Lugar de destaque no kit, os livros de Caio Fernando Abreu, romancista, contista e dramaturgo, homem do mundo e testemunho vivo (e literário) de uma certa maneira de estar, no Brasil e no mundo, naqueles desesperados e hedonistas anos que mediaram entre a revolução sexual e a descoberta pelos homossexuais de que havia vida para além da clandestinidade, e o advento, dez ou quinze ou vinte anos depois, do ignominioso vírus da sida.
CFA foi o cronista em língua portuguesa por excelência desses anos transviados, e dos negros tempos da peste durante os quais a sida era doença de homossexuais e, como tal, 'let them die'. Ora, como sempre, os criadores que revelam uma sintonia quase milimétrica com os homens e os ares e as ideias e os dramas do seu tempo, são precisamente aqueles que mais eficazmente se libertam dos grilhões do tempo e ascendem à intemporal e olímpica condição de clássicos.

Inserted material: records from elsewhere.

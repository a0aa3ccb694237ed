mod chart;

use anyhow::{anyhow, Context, Result};
use clap::{Parser, Subcommand};
use colored::Colorize;
use data_loader::UserId;
use engine::{
    RecommendConfig, RecommendRequest, RecommendationEngine, RecommendationList, Strategy,
    DEFAULT_MIN_RATINGS, DEFAULT_TOP_N,
};
use std::path::PathBuf;
use std::sync::Arc;
use std::time::{Duration, Instant};

/// movie-recs - Movie Recommendation Engine
#[derive(Parser)]
#[command(name = "movie-recs")]
#[command(about = "Movie recommendations from average ratings or similar users", long_about = None)]
struct Cli {
    /// Directory containing ratings.csv and movies.csv
    #[arg(short, long, default_value = "data")]
    data_dir: PathBuf,

    #[command(subcommand)]
    command: Commands,
}

#[derive(Subcommand)]
enum Commands {
    /// Get movie recommendations for a user
    Recommend {
        /// User ID to get recommendations for
        #[arg(long)]
        user_id: UserId,

        /// Recommender to run: average or collaborative
        #[arg(long, default_value = "average")]
        strategy: Strategy,

        /// Number of recommendations to return
        #[arg(long, default_value_t = DEFAULT_TOP_N)]
        limit: usize,

        /// Minimum number of ratings a movie needs to be eligible
        #[arg(long, default_value_t = DEFAULT_MIN_RATINGS)]
        min_ratings: u32,

        /// Print the result as JSON
        #[arg(long)]
        json: bool,

        /// Print a bar chart of the scores
        #[arg(long)]
        chart: bool,
    },

    /// Show a user's rating history
    User {
        /// User ID to display
        #[arg(long)]
        user_id: UserId,
    },

    /// Search for movies by title
    Search {
        /// Movie title to search for (case-insensitive substring match)
        #[arg(long)]
        title: String,
    },

    /// Run benchmark to test performance
    Benchmark {
        /// Number of requests to make
        #[arg(long, default_value = "100")]
        requests: usize,

        /// Number of concurrent requests
        #[arg(long, default_value = "10")]
        concurrent: usize,

        /// Recommender to benchmark
        #[arg(long, default_value = "collaborative")]
        strategy: Strategy,
    },
}

#[tokio::main]
async fn main() -> Result<()> {
    // Initialize tracing
    tracing_subscriber::fmt()
        .with_env_filter(
            tracing_subscriber::EnvFilter::try_from_default_env()
                .unwrap_or_else(|_| tracing_subscriber::EnvFilter::new("info")),
        )
        .init();

    let cli = Cli::parse();

    println!("Loading dataset from {}...", cli.data_dir.display());
    let start = Instant::now();
    let engine = Arc::new(
        RecommendationEngine::from_files(&cli.data_dir).context("Failed to load movie dataset")?,
    );
    println!("{} Loaded dataset in {:?}", "✓".green(), start.elapsed());

    match cli.command {
        Commands::Recommend {
            user_id,
            strategy,
            limit,
            min_ratings,
            json,
            chart,
        } => {
            let config = RecommendConfig::default()
                .with_top_n(limit)
                .with_min_ratings(min_ratings);
            let request = RecommendRequest::new(user_id, strategy).with_config(config);
            handle_recommend(&engine, &request, json, chart)?
        }
        Commands::User { user_id } => handle_user(&engine, user_id)?,
        Commands::Search { title } => handle_search(&engine, &title)?,
        Commands::Benchmark {
            requests,
            concurrent,
            strategy,
        } => handle_benchmark(engine, requests, concurrent, strategy).await?,
    }

    Ok(())
}

/// Handle the 'recommend' command
fn handle_recommend(
    engine: &RecommendationEngine,
    request: &RecommendRequest,
    json: bool,
    chart: bool,
) -> Result<()> {
    let list = engine.recommend(request)?;

    if json {
        println!("{}", serde_json::to_string_pretty(&list)?);
        return Ok(());
    }

    if list.is_empty() {
        println!(
            "{} No recommendations for user {} ({} strategy)",
            "ℹ".blue(),
            request.user_id,
            request.strategy
        );
        return Ok(());
    }

    print_recommendations(&list);
    if chart {
        println!();
        print!("{}", chart::render(&list, chart::BAR_WIDTH));
    }
    Ok(())
}

/// Handle the 'user' command
fn handle_user(engine: &RecommendationEngine, user_id: UserId) -> Result<()> {
    let dataset = engine.dataset();
    if !dataset.contains_user(user_id) {
        return Err(anyhow!("User {} not found", user_id));
    }
    let ratings = dataset.get_user_ratings(user_id);

    println!("{}", format!("User ID: {}", user_id).bold().blue());
    println!("{}Number of ratings: {}", "• ".cyan(), ratings.len());
    if let Some(avg) = dataset.user_avg_rating(user_id) {
        println!("{}Average rating: {:.2}", "• ".cyan(), avg);
    }

    let mut top_rated: Vec<_> = ratings.iter().collect();
    top_rated.sort_by(|a, b| b.rating.total_cmp(&a.rating).then(a.movie_id.cmp(&b.movie_id)));
    println!("Top rated movies:");
    for rating in top_rated.iter().take(10) {
        println!("  - {} (Rating: {})", rating.title, rating.rating);
    }
    Ok(())
}

/// Handle the 'search' command
fn handle_search(engine: &RecommendationEngine, title: &str) -> Result<()> {
    let needle = title.to_lowercase();
    let stats = engine.stats();

    // (exact match first, movie id, title, avg, count)
    let mut matches: Vec<(bool, u32, &str, f64, u32)> = engine
        .dataset()
        .titles()
        .filter_map(|(movie_id, movie_title)| {
            let lower = movie_title.to_lowercase();
            if !lower.contains(&needle) {
                return None;
            }
            let (avg, count) = stats
                .get(movie_id)
                .map(|s| (s.avg_rating, s.rating_count))
                .unwrap_or((0.0, 0));
            Some((lower == needle, movie_id, movie_title, avg, count))
        })
        .collect();

    matches.sort_by(|a, b| {
        b.0.cmp(&a.0)
            .then_with(|| b.4.cmp(&a.4))
            .then_with(|| a.1.cmp(&b.1))
    });

    println!("{}", format!("Search results for '{}':", title).bold().blue());
    if matches.is_empty() {
        println!("  no matching titles");
    }
    for (_, movie_id, movie_title, avg, count) in matches.iter().take(20) {
        println!("{}: {} avg {:.2} ({} ratings)", movie_id, movie_title, avg, count);
    }
    Ok(())
}

/// Handle the 'benchmark' command
async fn handle_benchmark(
    engine: Arc<RecommendationEngine>,
    requests: usize,
    concurrent: usize,
    strategy: Strategy,
) -> Result<()> {
    let users = engine.dataset().user_ids();
    if users.is_empty() || requests == 0 {
        return Err(anyhow!("Nothing to benchmark"));
    }

    let user_ids: Vec<UserId> = (0..requests)
        .map(|_| users[rand::random_range(0..users.len())])
        .collect();

    // Bound the number of in-flight requests
    let permits = Arc::new(tokio::sync::Semaphore::new(concurrent.max(1)));
    let bench_start = Instant::now();

    let mut handles = Vec::with_capacity(requests);
    for user_id in user_ids {
        let engine = engine.clone();
        let permit = permits.clone().acquire_owned().await?;
        handles.push(tokio::task::spawn_blocking(move || {
            let _permit = permit;
            let start = Instant::now();
            engine.recommend(&RecommendRequest::new(user_id, strategy))?;
            Ok::<_, anyhow::Error>(start.elapsed())
        }));
    }

    let mut timings = Vec::with_capacity(requests);
    for handle in handles {
        timings.push(handle.await.context("Benchmark task panicked")??);
    }
    let wall_time = bench_start.elapsed();

    timings.sort();
    let total: Duration = timings.iter().sum();
    let avg_latency = total / timings.len() as u32;
    let throughput = requests as f64 / wall_time.as_secs_f64();

    println!("{}", "Benchmark results:".bold().blue());
    println!("Strategy: {}", strategy);
    println!("Total time: {:?}", wall_time);
    println!("Average latency: {:?}", avg_latency);
    println!("P50 latency: {:?}", percentile(&timings, 0.50));
    println!("P95 latency: {:?}", percentile(&timings, 0.95));
    println!("P99 latency: {:?}", percentile(&timings, 0.99));
    println!("Throughput: {:.2} requests/second", throughput);

    Ok(())
}

/// Nearest-rank percentile of sorted timings
fn percentile(sorted: &[Duration], p: f64) -> Duration {
    let index = ((sorted.len() as f64 * p) as usize).min(sorted.len().saturating_sub(1));
    sorted.get(index).copied().unwrap_or_default()
}

/// Print a ranked table of recommendations
fn print_recommendations(list: &RecommendationList) {
    println!(
        "{}",
        format!("Movie Recommendations ({}):", list.strategy).bold().blue()
    );
    println!("     {:<50} {}", "title", list.score_kind.label());
    for (rank, item) in list.items.iter().enumerate() {
        println!(
            "{:>3}. {:<50} {:.2}",
            (rank + 1).to_string().green(),
            item.title,
            item.score
        );
    }
}

#[cfg(test)]
mod tests {
    use super::*;

    #[test]
    fn test_percentile() {
        let timings: Vec<Duration> = (1..=100).map(Duration::from_millis).collect();
        assert_eq!(percentile(&timings, 0.50), Duration::from_millis(51));
        assert_eq!(percentile(&timings, 0.99), Duration::from_millis(100));
        assert_eq!(percentile(&[], 0.95), Duration::ZERO);
    }

    #[test]
    fn test_parse_recommend_args() {
        let cli = Cli::parse_from([
            "movie-recs",
            "--data-dir",
            "fixtures",
            "recommend",
            "--user-id",
            "7",
            "--strategy",
            "collaborative",
            "--min-ratings",
            "5",
        ]);
        assert_eq!(cli.data_dir, PathBuf::from("fixtures"));
        match cli.command {
            Commands::Recommend {
                user_id,
                strategy,
                limit,
                min_ratings,
                ..
            } => {
                assert_eq!(user_id, 7);
                assert_eq!(strategy, Strategy::Collaborative);
                assert_eq!(limit, DEFAULT_TOP_N);
                assert_eq!(min_ratings, 5);
            }
            _ => panic!("expected recommend"),
        }
    }

    #[test]
    fn test_rejects_unknown_strategy() {
        let parsed = Cli::try_parse_from([
            "movie-recs",
            "recommend",
            "--user-id",
            "1",
            "--strategy",
            "popular",
        ]);
        assert!(parsed.is_err());
    }
}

Voltando a essa inesquecível noite de Abril, poucas horas depois de o saco de livros me ter passado para as mãos, peguei num dos livros de CFA, precisamente o que me pareceu mais adequado à intermitente concentração de turista, e comecei a ler. Era uma recolha de crónicas, 'Pequenas Epifanias', e de imediato senti que CFA era um daqueles autores que 'me contava', aqueles que nos ajudam a sintetizar, a resolver, a clarificar, a nossa própria vida. Aqueles que nos escrevem, como se as palavras habitassem cada um dos nossos dias.
Três livros depois, e com mais cinco em espera para ler, não tenho dúvidas em colocar os livros de CFA na prateleira d’ «os meus livros». ‘Pequenas Epifanias’ ficará sempre como o livro da descoberta do autor, mas ficará também como o exemplo do tipo de escrita, a crónica íntima do quotidiano, que eu mais gosto de escrever, e nesse sentido, o livro é também uma espécie de manual da arte de ‘como fazer’.

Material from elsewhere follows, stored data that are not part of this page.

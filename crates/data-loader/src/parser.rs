//! Parser for MovieLens-style CSV files.
//!
//! - ratings.csv: userId,movieId,rating,timestamp
//! - movies.csv: movieId,title,genres
//!
//! Both files have a header row. Columns are matched by header name, so
//! extra columns are ignored and column order does not matter.

use crate::error::{DataLoadError, Result};
use crate::types::*;
use serde::de::DeserializeOwned;
use std::fs::File;
use std::path::Path;

/// Deserialize every record of a headed CSV file
fn read_records<T: DeserializeOwned>(path: &Path) -> Result<Vec<T>> {
    let file_name = path
        .file_name()
        .map(|n| n.to_string_lossy().into_owned())
        .unwrap_or_else(|| path.display().to_string());

    let file = File::open(path).map_err(|_| DataLoadError::FileNotFound {
        path: path.display().to_string(),
    })?;

    let mut reader = csv::ReaderBuilder::new()
        .trim(csv::Trim::All)
        .from_reader(file);

    let mut records = Vec::new();
    for result in reader.deserialize() {
        let record: T = result.map_err(|e| DataLoadError::from_csv(&file_name, e))?;
        records.push(record);
    }
    Ok(records)
}

/// Parse the ratings.csv file
pub fn parse_ratings(path: &Path) -> Result<Vec<RatingRecord>> {
    read_records(path)
}

/// Parse the movies.csv file
pub fn parse_movies(path: &Path) -> Result<Vec<Movie>> {
    read_records(path)
}
//! Pipeline for filtering and ranking movie candidates.
//!
//! This crate provides:
//! - Filter trait and implementations for candidate filtering
//! - FilterPipeline for composing filters
//! - Ranker for the final sort and truncation
//!
//! ## Architecture
//! 1. A source (average or collaborative) proposes scored candidates
//! 2. Filters remove watched and under-rated movies
//! 3. The ranker orders the survivors and keeps the top N
//!
//! ## Example Usage
//! ```ignore
//! use pipeline::{FilterPipeline, Ranker};
//! use pipeline::filters::*;
//!
//! let pipeline = FilterPipeline::new()
//!     .add_filter(MinimumPopularityFilter::new(popularity.clone(), 50))
//!     .add_filter(AlreadyWatchedFilter);
//!
//! let filtered = pipeline.apply(candidates, &context)?;
//! let top = Ranker::new(10).with_count_tiebreak().rank(filtered);
//! ```

pub mod traits;
pub mod filters;
pub mod filter_pipeline;
pub mod ranking;

// Re-export main types
pub use traits::Filter;
pub use filter_pipeline::FilterPipeline;
pub use ranking::Ranker;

O segundo livro que li, e até agora o meu preferido, foi ‘Os Dragões Não Conhecem O Paraíso’, uma estonteante colecção de contos, que contém pelo menos dois contos que já são clássicos indiscutíveis: ‘Linda, Uma História Horrível’ e ‘Dama Da Noite’. Mas que além desses, tem mais dois ou três contos extraordinários. O meu preferido é o último conto do livro, que tem o título do volume, e que na minha opinião traduz de forma perfeita um dos sintomas não sei se meramente geracional ou se mais abrangente do que isso, e que é sentirmo-nos mal na nossa pele mas sentirmo-nos bem na vida. Estarmos felizes por estarmos vivos, mas termos sempre a lúcida e aguda certeza de que há uma terrível fractura que nos dilacera por dentro.

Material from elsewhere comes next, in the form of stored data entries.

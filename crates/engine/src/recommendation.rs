//! Output types handed to presentation shells.

use crate::config::Strategy;
use data_loader::{MovieId, RatingDataset};
use serde::Serialize;
use sources::Candidate;

/// What a recommendation's score means
#[derive(Debug, Clone, Copy, PartialEq, Eq, Serialize)]
#[serde(rename_all = "lowercase")]
pub enum ScoreKind {
    /// Mean rating across all users
    Rating,
    /// Personalized predicted score
    Score,
}

impl ScoreKind {
    /// Column label for display
    pub fn label(&self) -> &'static str {
        match self {
            ScoreKind::Rating => "rating",
            ScoreKind::Score => "score",
        }
    }
}

impl From<Strategy> for ScoreKind {
    fn from(strategy: Strategy) -> Self {
        match strategy {
            Strategy::Average => ScoreKind::Rating,
            Strategy::Collaborative => ScoreKind::Score,
        }
    }
}

/// One recommended movie
#[derive(Debug, Clone, PartialEq, Serialize)]
pub struct Recommendation {
    pub movie_id: MovieId,
    pub title: String,
    pub score: f64,
}

/// Ranked recommendations, best first
#[derive(Debug, Clone, PartialEq, Serialize)]
pub struct RecommendationList {
    pub strategy: Strategy,
    pub score_kind: ScoreKind,
    pub items: Vec<Recommendation>,
}

impl RecommendationList {
    pub fn empty(strategy: Strategy) -> Self {
        Self {
            strategy,
            score_kind: strategy.into(),
            items: Vec::new(),
        }
    }

    /// Join titles onto ranked candidates, keeping their order
    pub fn from_candidates(
        strategy: Strategy,
        dataset: &RatingDataset,
        candidates: Vec<Candidate>,
    ) -> Self {
        let items = candidates
            .into_iter()
            .filter_map(|candidate| {
                let title = dataset.title(candidate.movie_id)?;
                Some(Recommendation {
                    movie_id: candidate.movie_id,
                    title: title.to_string(),
                    score: candidate.score,
                })
            })
            .collect();

        Self {
            strategy,
            score_kind: strategy.into(),
            items,
        }
    }

    pub fn len(&self) -> usize {
        self.items.len()
    }

    pub fn is_empty(&self) -> bool {
        self.items.is_empty()
    }

    /// (title, score) pairs in rank order
    pub fn pairs(&self) -> impl Iterator<Item = (&str, f64)> {
        self.items.iter().map(|r| (r.title.as_str(), r.score))
    }
}
use chrono::{DateTime, Utc};
use serde::{Deserialize, Serialize};
use tracing::debug;

use crate::error::LedgerError;

// region:    --- User

/// Account record carrying the two balances the ledger mutates.
/// `cash` stays non-negative at the schema level; `credit` is outstanding
/// debt and runs negative when overpaid.
#[derive(Debug, Clone, Serialize, Deserialize, sqlx::FromRow)]
pub struct User {
    pub id: i64,
    pub username: String,
    pub first_name: String,
    pub last_name: String,
    pub email: String,
    pub password: String,
    pub is_active: bool,
    pub cash: f64,
    pub credit: f64,
}

impl User {
    /// Add to the cash balance, returning the new balance.
    pub fn deposit_cash(&mut self, amount: f64) -> f64 {
        self.cash += amount;
        self.cash
    }

    /// Take from the cash balance, returning the new balance. No floor is
    /// enforced here; the schema CHECK rejects an overdraft at save time.
    pub fn withdraw_cash(&mut self, amount: f64) -> f64 {
        self.cash -= amount;
        self.cash
    }

    /// Put an amount on credit, growing the outstanding debt.
    pub fn use_credit(&mut self, amount: f64) -> f64 {
        self.credit += amount;
        self.credit
    }

    /// Pay down the outstanding debt. Overpaying drives the balance
    /// negative, a credit owed back to the user.
    pub fn pay_credit(&mut self, amount: f64) -> f64 {
        self.credit -= amount;
        self.credit
    }
}

// endregion: --- User

// region:    --- Listing

#[derive(Debug, Clone, Serialize, Deserialize, sqlx::FromRow)]
pub struct Listing {
    pub id: i64,
    pub slug: String,
    pub title: String,
    pub description: String,
    pub image: String,
    pub active: bool,
    pub start_price: f64,
    pub auction_start: DateTime<Utc>,
    pub auction_end: DateTime<Utc>,
    pub owner_id: i64,
}

impl Listing {
    /// Minimum acceptable bid: the highest standing bid when one exists,
    /// otherwise the start price.
    pub fn bid_floor(&self, current_highest: Option<f64>) -> f64 {
        match current_highest {
            Some(highest) => highest.max(self.start_price),
            None => self.start_price,
        }
    }

    /// Close the listing. Unconditional: calling before `auction_end` still
    /// deactivates it.
    pub fn end_listing(&mut self) {
        if Utc::now() < self.auction_end {
            debug!(
                "{:<12} --> listing {} ended before its auction_end",
                "Model", self.id
            );
        }
        self.active = false;
    }
}

// endregion: --- Listing

// region:    --- Bid

#[derive(Debug, Clone, Serialize, Deserialize, sqlx::FromRow)]
pub struct Bid {
    pub id: i64,
    pub amount: f64,
    pub placed_at: DateTime<Utc>,
    pub winning_bid: bool,
    pub bidder_id: i64,
    pub listing_id: Option<i64>,
}

impl Bid {
    /// Field-level validation, run before the bid reaches the database.
    /// The negative check applies to every bid; the floor check only when
    /// the bid is attached to a listing.
    pub fn validate(&self, floor: Option<f64>) -> Result<(), LedgerError> {
        if self.amount < 0.0 {
            return Err(LedgerError::NegativeBid {
                amount: self.amount,
            });
        }
        if let Some(floor) = floor {
            if self.amount < floor {
                return Err(LedgerError::BidBelowFloor {
                    amount: self.amount,
                    floor,
                });
            }
        }
        Ok(())
    }
}

// endregion: --- Bid

// region:    --- Comment

#[derive(Debug, Clone, Serialize, Deserialize, sqlx::FromRow)]
pub struct Comment {
    pub id: i64,
    pub text: String,
    pub posted_at: DateTime<Utc>,
    pub author_id: i64,
    pub listing_id: i64,
}

// endregion: --- Comment

// region:    --- Watchlist

/// Join of a user and a listing they follow.
#[derive(Debug, Clone, Serialize, Deserialize, sqlx::FromRow)]
pub struct Watchlist {
    pub id: i64,
    pub user_id: i64,
    pub listing_id: i64,
    pub active: bool,
}

// endregion: --- Watchlist
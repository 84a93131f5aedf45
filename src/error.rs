use thiserror::Error;

/// Errors surfaced by the ledger layer.
#[derive(Debug, Error)]
pub enum LedgerError {
    /// A bid amount below zero never reaches the database.
    #[error("bid amount {amount} is negative")]
    NegativeBid { amount: f64 },

    /// A bid on a listing must be at or above the listing floor.
    #[error("bid amount {amount} is below the listing floor {floor}")]
    BidBelowFloor { amount: f64, floor: f64 },

    /// The listing is no longer accepting bids.
    #[error("listing {listing_id} is closed")]
    ListingClosed { listing_id: i64 },

    #[error("{kind} {id} not found")]
    NotFound { kind: &'static str, id: i64 },

    #[error(transparent)]
    Database(#[from] sqlx::Error),
}

impl LedgerError {
    pub fn is_validation(&self) -> bool {
        matches!(
            self,
            LedgerError::NegativeBid { .. }
                | LedgerError::BidBelowFloor { .. }
                | LedgerError::ListingClosed { .. }
        )
    }
}
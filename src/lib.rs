pub mod database;
pub mod error;
pub mod ledger;
pub mod query;
pub mod store;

‘Pedras De Calcutá’ foi um dos primeiros livros de CFA e reflecte o ambiente ainda demasiado enclausurado e asfixiante em que foi escrito. Um livro sombrio, cujos contos, muito curtos, vivem sempre entre dois pólos: a completa submersão (como os textos que abrem cada uma das partes e que nos falam de inevitáveis afogamentos/naufrágios, em que nos afogamos por acção daquilo que trazemos dentro e que não conseguimos mais conter) e a possibilidade redentora de uma ascensão.
A literatura é um mundo mais vasto do que o tempo das nossas vidas. Como é óbvio. Por isso, é sempre muito mais o que desconhecemos do que o que vamos conhecendo. Muito de vez em quando (CFA escreveria ‘vezenquando’) encontramos um autor que, como disse, se cola à nossa pele por dentro. Quando isso me acontece, e já tem acontecido, felizmente, algumas vezes, é uma vontade quase febril de não parar de ler enquanto sabemos que há uma frase escrita pelo autor que aguarda, virginal e poderosa como o deserto ou o oceano, a visita dos nossos olhos. Como digo, tenho mais cinco livros de CFA à espera de leitura. Ou seja, a aventura continua.